Прошлое раскрывается им не через борьбу социальных сил, а через столкновение

добродетельных и порочных лиц. Погодин приходит к убеждению: цель истории –

«научить людей обуздывать страсти», что звучит совсем в духе Карамзина, и

этот специфический, достаточно рассудочный морализм останется и впредь одной

из характерных особенностей его воззрений.

Но Пушкин во многом разошелся и с Карамзиным в истолковании этого материала.

Проблема соотношения драмы «Борис Годунов» с историей Карамзина является

очень сложной, ее нельзя упрощать. Надо видеть и то, что связывает ее с

Карамзиным, и глубокое различие между ними. Дело в том, что «История»

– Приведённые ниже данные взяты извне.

use crate::{
    cli::{Cli, Commands, ListArgs, ReplaceArgs},
    config::Config,
    diagnostics::Diagnostics,
    error::{Error, Result},
    ioutils::{deep_copy, get_output_dir},
    placeholder::load_definitions,
    template::{Context, Listing, TemplateProcessor},
};
use std::io::Write;
use std::path::Path;

/// Main CLI runner that dispatches to the enumerate-only and materialize modes
pub struct Runner {
    cli: Cli,
}

impl Runner {
    pub fn new(cli: Cli) -> Self {
        Self { cli }
    }

    /// Executes the selected command, printing its report to `out`.
    ///
    /// # Returns
    /// * `Err(Error::CompletedWithErrors)` - If the run finished but errors were reported
    pub fn run_with_output<W: Write>(self, out: &mut W) -> Result<()> {
        let config = Config::new(self.cli.suffix.as_str())?;
        let diagnostics = Diagnostics::new();

        match &self.cli.command {
            Commands::List(args) => self.list(args, &config, &diagnostics, out)?,
            Commands::Replace(args) => self.replace(args, &config, &diagnostics)?,
        }

        self.finish(&diagnostics, out)
    }

    pub fn run(self) -> Result<()> {
        self.run_with_output(&mut std::io::stdout().lock())
    }

    /// Prints the referenced names, marking undeclared ones when definitions are given
    fn list<W: Write>(
        &self,
        args: &ListArgs,
        config: &Config,
        diagnostics: &Diagnostics,
        out: &mut W,
    ) -> Result<()> {
        let listing = Listing::scan(&args.directory, config, diagnostics)?;
        let definitions = match &args.definitions {
            Some(path) => Some(load_definitions(path, diagnostics)?),
            None => None,
        };

        for name in listing.names() {
            for path in listing.paths(name) {
                log::info!("\"{name}\" is referenced by '{}'", path.display());
            }
            match &definitions {
                Some(definitions) if !definitions.contains(name) => {
                    writeln!(out, "{name} (undeclared)")?
                }
                _ => writeln!(out, "{name}")?,
            }
        }

        if let Some(definitions) = &definitions {
            let unused = listing.unused(definitions);
            if !unused.is_empty() {
                writeln!(out, "Unused definitions:")?;
                for name in unused {
                    writeln!(out, "  {name}")?;
                }
            }
        }
        Ok(())
    }

    /// Materializes the templates, in place or into a copy
    fn replace(&self, args: &ReplaceArgs, config: &Config, diagnostics: &Diagnostics) -> Result<()> {
        let template_root = args.directory.as_path();
        if !template_root.exists() {
            return Err(Error::TemplateDoesNotExistsError {
                template_dir: template_root.display().to_string(),
            });
        }

        let definitions = load_definitions(&args.definitions, diagnostics)?;
        let processor = TemplateProcessor::new(&definitions, config, diagnostics);

        match &args.output_dir {
            Some(output_dir) => {
                let output_root = get_output_dir(output_dir, template_root, args.force)?;
                self.copy_template(template_root, &output_root)?;
                processor.process_dir_content(&output_root, &Context::new(), true)
            }
            None => processor.process_entry(template_root, &Context::new(), false),
        }
    }

    fn copy_template(&self, template_root: &Path, output_root: &Path) -> Result<()> {
        log::info!(
            "Copying '{}' to '{}'",
            template_root.display(),
            output_root.display()
        );
        deep_copy(template_root, output_root)
    }

    /// Prints the completion line and turns reported errors into the run result
    fn finish<W: Write>(&self, diagnostics: &Diagnostics, out: &mut W) -> Result<()> {
        let errors = diagnostics.error_count();
        let warnings = diagnostics.warning_count();
        let command = match self.cli.command {
            Commands::List(_) => "Listing",
            Commands::Replace(_) => "Template expansion",
        };
        writeln!(out, "{command} completed with {warnings} warning(s) and {errors} error(s).")?;

        if errors > 0 {
            return Err(Error::CompletedWithErrors { errors });
        }
        Ok(())
    }
}

/// Main entry point for CLI execution
pub fn run(cli: Cli) -> Result<()> {
    let runner = Runner::new(cli);
    runner.run()
}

Карамзина – это и исторический научный труд, и одновременно художественное

произведение. Карамзин воссоздавал прошлое в картинах и образах, и многие

писатели, пользуясь фактическими материалами, расходились с Карамзиным в

оценках. Карамзин в историческом прошлом России хотел видеть полюбовный союз

и согласие между царями и народом / «История принадлежит царю»/, а Пушкин

увидел глубокий разрыв между самодержавием царя и народом.

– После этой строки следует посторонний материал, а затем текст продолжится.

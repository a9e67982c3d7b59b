//! Definitions file loading
//!
//! The file format is chosen by extension: `.json` and `.yaml`/`.yml` are
//! flat maps of `Placeholder<k>` / `Placeholder<k>Value` keys, everything
//! else is read as a Java-properties file.
//!
//! Files that are not valid UTF-8 are read as ISO-8859-1, the encoding of
//! Java-properties files.
//!
//! In YAML and JSON a value may also be a sequence, so `[de, en]` or
//! `["001 - 100"]` declare a list or range without quoting. YAML reads an
//! unquoted `007` as the number 7; quote zero-padded single values.

use indexmap::IndexMap;
use serde::Deserialize;
use std::path::Path;

use crate::constants::definitions_format;
use crate::diagnostics::Diagnostics;
use crate::error::{Error, Result};
use crate::ioutils::read_text;

use super::definitions::Definitions;
use super::properties::parse_properties;

#[derive(Debug, Deserialize)]
#[serde(untagged)]
enum Scalar {
    Text(String),
    Integer(i64),
    Float(f64),
    Flag(bool),
    Sequence(Vec<Scalar>),
}

impl Scalar {
    fn into_declaration(self) -> String {
        match self {
            Scalar::Text(text) => text,
            Scalar::Integer(number) => number.to_string(),
            Scalar::Float(number) => number.to_string(),
            Scalar::Flag(flag) => flag.to_string(),
            Scalar::Sequence(items) => {
                let items: Vec<_> = items.into_iter().map(Scalar::into_declaration).collect();
                format!("[{}]", items.join(", "))
            }
        }
    }
}

fn into_entries(map: IndexMap<String, Scalar>) -> IndexMap<String, String> {
    map.into_iter().map(|(key, value)| (key, value.into_declaration())).collect()
}

/// Reads the raw key/value entries of a definitions file.
pub fn read_entries<P: AsRef<Path>>(path: P) -> Result<IndexMap<String, String>> {
    let path = path.as_ref();
    if !path.is_file() {
        return Err(Error::DefinitionsParseError {
            path: path.display().to_string(),
            reason: "file not found".to_string(),
        });
    }

    let (content, _) = read_text(path)?;
    let extension = path.extension().and_then(|e| e.to_str()).unwrap_or_default();

    let entries = if extension.eq_ignore_ascii_case(definitions_format::JSON) {
        into_entries(serde_json::from_str(&content)?)
    } else if definitions_format::YAML.iter().any(|e| extension.eq_ignore_ascii_case(e)) {
        into_entries(serde_yaml::from_str(&content)?)
    } else {
        parse_properties(&content)
    };

    log::debug!("Read {} entries from '{}'", entries.len(), path.display());
    Ok(entries)
}

/// Loads the placeholder definitions of a run.
pub fn load_definitions<P: AsRef<Path>>(
    path: P,
    diagnostics: &Diagnostics,
) -> Result<Definitions> {
    let path = path.as_ref();
    let entries = read_entries(path)?;
    let definitions = Definitions::from_numbered_keys(&entries, diagnostics);
    log::info!(
        "Loaded {} placeholder definition(s) from '{}'",
        definitions.len(),
        path.display()
    );
    Ok(definitions)
}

Драма отличается совершенно новым качеством историзма. До Пушкина ни

классицисты, ни романтики не смогли воссоздать точную историческую эпоху. Они

брали лишь имена героев прошлого и наделяли их мыслями людей 19 века. До

Пушкина писатели не могли показать историю в ее движении, они модернизировали

ее, осовременивали.

Пушкинский историзм мышления заключается в том, что он видел историю в

развитии, смене эпох. По мнению Пушкина, для того, чтобы сделать материал

прошлого злободневным, ее не надо искусственно приспосабливать к

современности. Девиз Пушкина: «Надо воссоздавать историческую правду и тогда

прошлое уже само по себе будет актуально, потому что прошлое и современность

связаны единством истории».

Пушкин удивительно точно воссоздал историческое прошлое. Перед читателями

пушкинской драмы возникает эпоха смутного времени: здесь и летописец Пимен,

бояре, «юродивый» и т.д. Пушкин не только воссоздает внешние черты эпохи, но

он раскрывает основные социальные конфликты. Все группируется вокруг главной

проблемы: царь и народ.

Прежде всего Пушкин показывает трагедию Бориса Годунова и дает нам свое

объяснение. Именно в понимании Бориса Годунова и его трагической судьбы

прежде всего Пушкин расходится с Карамзиным.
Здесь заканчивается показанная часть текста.